Dessa forma, considerou-se importante investigar a percepção que o enfermeiro intensivista tem acerca de sua realidade laborativa, dentro do contexto da Terapia Intensiva, em que se evidencia um caráter complexo, dinâmico e variável, acarretando a necessidade constante do enfermeiro se readaptar e superar tantas adversidades.
A partir da problemática pontuada, apresentam-se como objetivos: a) identificar a percepção dos enfermeiros intensivistas sobre o trabalho no cenário da Terapia Intensiva; e b) discutir fatores motivadores da permanência dos enfermeiros no trabalho em Terapia Intensiva.
METODOLOGIA
Esta pesquisa teve uma abordagem qualitativa e descritiva, desenvolvida numa Unidade de Terapia Intensiva de um Hospital da rede privada de saúde, situado no Município do Rio de Janeiro.
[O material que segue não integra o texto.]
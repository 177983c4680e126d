// src/map/bubble.rs
//! Connected-region search over occupancy snapshots.
//!
//! A bubble is a maximal 4-connected region of cells that share one value.
//! The fill works on a detached copy of a grid with an explicit work stack,
//! so region size is bounded by heap memory rather than call depth.

use crate::map::grid::Grid;
use crate::utils::grid::coordinates;
use crate::utils::Coordinate;

/// Coordinates of one connected region, in discovery order.
pub type Bubble = Vec<Coordinate>;

/// Overwrites the 4-connected region reachable from `start` through cells
/// that differ from `target`, setting each of them to `target`.
///
/// When `bubble` is given, every overwritten coordinate is appended to it.
/// Starting outside the grid, or on a cell that already holds `target`,
/// changes nothing. Returns the number of cells written.
pub fn flood<T>(buffer: &mut Grid<T>, start: Coordinate, target: T, mut bubble: Option<&mut Bubble>) -> usize
where
    T: Copy + PartialEq,
{
    let mut stack = Vec::new();
    let mut filled = 0;

    if claim(buffer, start, target) {
        stack.push(start);
    }

    while let Some(c) = stack.pop() {
        filled += 1;
        if let Some(bubble) = bubble.as_deref_mut() {
            bubble.push(c);
        }
        // Reverse so the first cardinal is popped first.
        for &offset in Coordinate::CARDINALS.iter().rev() {
            let next = c + offset;
            if claim(buffer, next, target) {
                stack.push(next);
            }
        }
    }

    filled
}

/// Writes `target` into `c` if it is inside the grid and not already `target`.
fn claim<T>(buffer: &mut Grid<T>, c: Coordinate, target: T) -> bool
where
    T: Copy + PartialEq,
{
    match buffer.index_of(c) {
        Some(index) if buffer.cells()[index] != target => {
            buffer.cells_mut()[index] = target;
            true
        }
        _ => false,
    }
}

/// Partitions the cells equal to `target` into their maximal 4-connected
/// regions. `snapshot` is consumed as scratch space: every region found is
/// flipped to `!target` so the row-major scan never revisits it.
pub fn list_bubbles(mut snapshot: Grid<bool>, target: bool) -> Vec<Bubble> {
    let mut bubbles = Vec::new();

    for c in coordinates(snapshot.size()) {
        if snapshot[c] == target {
            let mut bubble = Bubble::new();
            flood(&mut snapshot, c, !target, Some(&mut bubble));
            if !bubble.is_empty() {
                bubbles.push(bubble);
            }
        }
    }

    bubbles
}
O critério de escolha desse cenário deveu-se ao fato da necessidade de coletar informações em um local que estivesse dentro dos padrões preconizados pelo Ministério da Saúde (MS). Dessa forma, informa-se que a UTI escolhida é reconhecida nacionalmente pela excelência no atendimento aos seus clientes e pela realização de pesquisas inovadoras de grande interesse à comunidade científica. Assim, a escolha por essa UTI foi proposital, pois foi relevante coletar as informações num local onde havia boas condições de trabalho, com um quantitativo de pessoal e material adequados para a realização da tarefa, e que as situações de variabilidade fossem de fato decorrentes da forma como se instituem a organização e o processo de trabalho, e não por questões de infraestrutura.
Os sujeitos da pesquisa foram dez enfermeiros (as) intensivistas, sendo três homens e sete mulheres em pleno exercício das atividades laborais, com atuação nessa UTI há pelo menos um ano. O critério de escolha sobre o tempo de atuação dos enfermeiros embasou-se na preocupação de que esses enfermeiros já tivessem apreendido a realidade laboral, tendo uma visão consistente da organização e do processo de trabalho. O tempo de atuação dos profissionais entrevistados foi de no minimo três anos e máximo de 19 anos. Também foi um critério de inclusão dos sujeitos o aspecto do voluntariado, sua aceitação livre e espontânea e a disponibilidade de tempo para fornecer as informações.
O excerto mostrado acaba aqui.